NHS inefficiency has been a stumbling block for many a British government. Should ministers address head-on the near-infinite challenges plaguing a bloated and antiquated system? Or should they take the easier option, shuffling the data and redefining the terms, without tackling any of the underlying causes? Labour’s latest gambit, paying hospitals £3 million a month to remove patients from waiting lists, decisively falls into the latter camp.
Keir Starmer’s government has committed to ensuring that 92% of patients wait no longer than 18 weeks for elective care by the end of the parliament. By the 2024 general election, the waiting list stood at roughly 7.6 million people, nearly triple its level when the Conservatives entered office in 2010. What was once a routine measure of NHS throughput has therefore become the defining benchmark of health policy, and a proxy for the perceived competence of the British state itself.

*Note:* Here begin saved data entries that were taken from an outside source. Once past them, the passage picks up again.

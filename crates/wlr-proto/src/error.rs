//! The one error shape callers ever see.
//!
//! RPC-layer errors (JSON-RPC code range) and provider-layer errors
//! (EIP-1193 code range) share the same `{code, message, data?}` layout.

use serde::{Deserialize, Serialize};
use serde_json::Value;

/// Standardized error codes.
pub mod codes {
    /// Invalid JSON was received.
    pub const PARSE_ERROR: i64 = -32700;
    /// The JSON sent is not a valid request object.
    pub const INVALID_REQUEST: i64 = -32600;
    /// The method does not exist or is not available.
    pub const METHOD_NOT_FOUND: i64 = -32601;
    /// Invalid method parameters.
    pub const INVALID_PARAMS: i64 = -32602;
    /// Internal JSON-RPC error.
    pub const INTERNAL_ERROR: i64 = -32603;

    /// The user rejected the request.
    pub const USER_REJECTED: i64 = 4001;
    /// The requested method and/or account has not been authorized.
    pub const UNAUTHORIZED: i64 = 4100;
    /// The provider does not support the requested method.
    pub const UNSUPPORTED_METHOD: i64 = 4200;
    /// The provider is disconnected from all chains.
    pub const DISCONNECTED: i64 = 4900;
    /// The provider is not connected to the requested chain.
    pub const CHAIN_DISCONNECTED: i64 = 4901;
    /// The requested chain has not been added.
    pub const UNSUPPORTED_CHAIN: i64 = 4902;
}

/// Structured error carried in `failure` envelopes and in decrypted `error` results.
#[derive(Clone, Debug, PartialEq, Serialize, Deserialize)]
pub struct RpcError {
    pub code: i64,
    pub message: String,
    #[serde(default, skip_serializing_if = "Option::is_none")]
    pub data: Option<Value>,
}

impl RpcError {
    pub fn new(code: i64, message: impl Into<String>) -> Self {
        Self {
            code,
            message: message.into(),
            data: None,
        }
    }

    pub fn with_data(mut self, data: Value) -> Self {
        self.data = Some(data);
        self
    }

    pub fn internal(message: impl Into<String>) -> Self {
        Self::new(codes::INTERNAL_ERROR, message)
    }

    pub fn invalid_params(message: impl Into<String>) -> Self {
        Self::new(codes::INVALID_PARAMS, message)
    }

    pub fn method_not_found(method: &str) -> Self {
        Self::new(codes::METHOD_NOT_FOUND, format!("method not found: {method}"))
    }

    pub fn user_rejected() -> Self {
        Self::new(codes::USER_REJECTED, "user rejected the request")
    }

    pub fn unauthorized(message: impl Into<String>) -> Self {
        Self::new(codes::UNAUTHORIZED, message)
    }

    pub fn unsupported_method(method: &str) -> Self {
        Self::new(codes::UNSUPPORTED_METHOD, format!("unsupported method: {method}"))
    }

    pub fn disconnected(message: impl Into<String>) -> Self {
        Self::new(codes::DISCONNECTED, message)
    }

    pub fn unsupported_chain(chain_id: u64) -> Self {
        Self::new(
            codes::UNSUPPORTED_CHAIN,
            format!("unrecognized chain id {chain_id}, add the chain first"),
        )
    }

    /// JSON-RPC reserved range (-32768..=-32000).
    pub fn is_rpc_error(&self) -> bool {
        (-32768..=-32000).contains(&self.code)
    }

    /// EIP-1193 provider range (1000..=4999).
    pub fn is_provider_error(&self) -> bool {
        (1000..=4999).contains(&self.code)
    }
}

impl std::fmt::Display for RpcError {
    fn fmt(&self, f: &mut std::fmt::Formatter<'_>) -> std::fmt::Result {
        write!(f, "{} (code {})", self.message, self.code)
    }
}

impl std::error::Error for RpcError {}
use sha2::{Digest, Sha256};

pub fn sha256(data: &[u8]) -> [u8; 32] {
    let mut h = Sha256::new();
    h.update(data);
    let out = h.finalize();
    let mut arr = [0u8; 32];
    arr.copy_from_slice(&out);
    arr
}

pub fn sha256_hex(data: &[u8]) -> String {
    hex::encode(sha256(data))
}
//! Authenticated symmetric encryption of opaque byte payloads.
//!
//! ChaCha20-Poly1305 with a random 12-byte IV drawn per call. The IV is
//! returned next to the ciphertext rather than prefixed to it so the wire
//! form maps onto `{iv, cipherText}` directly.

use chacha20poly1305::{
    aead::{Aead, KeyInit},
    ChaCha20Poly1305, Key, Nonce,
};

use wlr_proto::EncryptedData;

use crate::error::CryptoError;
use crate::keys::SymmetricKey;
use crate::random::random_bytes;

pub const IV_SIZE: usize = 12;
pub const TAG_SIZE: usize = 16;

fn aead_for(key: &SymmetricKey) -> ChaCha20Poly1305 {
    ChaCha20Poly1305::new(Key::from_slice(key.as_bytes()))
}

/// Encrypt `plaintext` under `key` with a fresh IV.
pub fn encrypt(key: &SymmetricKey, plaintext: &[u8]) -> Result<EncryptedData, CryptoError> {
    let iv: [u8; IV_SIZE] = random_bytes()?;
    let cipher_text = aead_for(key)
        .encrypt(Nonce::from_slice(&iv), plaintext)
        .map_err(|_| CryptoError::EncryptionFailed)?;

    Ok(EncryptedData {
        iv: iv.to_vec(),
        cipher_text,
    })
}

/// Decrypt and authenticate. Never returns unauthenticated bytes.
pub fn decrypt(key: &SymmetricKey, data: &EncryptedData) -> Result<Vec<u8>, CryptoError> {
    if data.iv.len() != IV_SIZE {
        return Err(CryptoError::InvalidIv {
            expected: IV_SIZE,
            got: data.iv.len(),
        });
    }
    if data.cipher_text.len() < TAG_SIZE {
        return Err(CryptoError::AuthenticationFailed);
    }

    aead_for(key)
        .decrypt(Nonce::from_slice(&data.iv), data.cipher_text.as_slice())
        .map_err(|_| CryptoError::AuthenticationFailed)
}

That reality has placed particular pressure on the Health Secretary, Wes Streeting, who has tied his political credibility to this single, highly visible target. He has pointed to an apparent drop by 86,000 patients in November, which is all the more impressive given that, over the same period, outpatient activity did not increase at all. On the contrary, NHS data show there were 10% fewer appointments than in October.
One is therefore forced to conclude that the Labour-run national healthcare system has stumbled upon a new golden age of productivity, in which waiting lists shrink without the inconvenience of patients actually being seen. The less miraculous explanation, of course, is “validation”: a standard administrative exercise to tidy up waiting lists, now turbocharged by the introduction of incentive payments for hospitals willing to carry it out.
This loophole, referred to as “Patient Not Present” activity, is designed to reward NHS trusts which identify and subsequently remove a patient who no longer needs to be seen in person. It provides cash-strapped hospitals with a payment of approximately £33 per patient removed from the waiting list through administrative means. Last year, hospital trusts received nearly £19 million for completing this validation process, equivalent to over half a million patients being removed from the waiting list without treatment. Consequently, there appears to be a chasm opening between the headline figures lauding falling backlogs and the clinical reality on the ground.
Such an approach risks masking a stagnation in the number of individuals actually receiving treatment, while simultaneously creating a perverse incentive to prioritise the opposite. Instead, policymakers must put aside performative governance measures that are steeped in short-termism, in order to address the layers upon layers of bureaucracy which have prevented the NHS from competing with the efficiency seen in the private sector. This will allow funding to be targeted in areas where real results can actually be delivered, rather than on-paper gains that do not correlate with patient experience.
For too long, politicians have been rewarded for avoiding hard work, eagerly focusing resources on any quick fix that will provide sufficient ammunition for their communication strategy. Yet, despite this gaming of metrics being far from a new phenomenon, the stakes are unquestionably higher when it enters the realm of healthcare.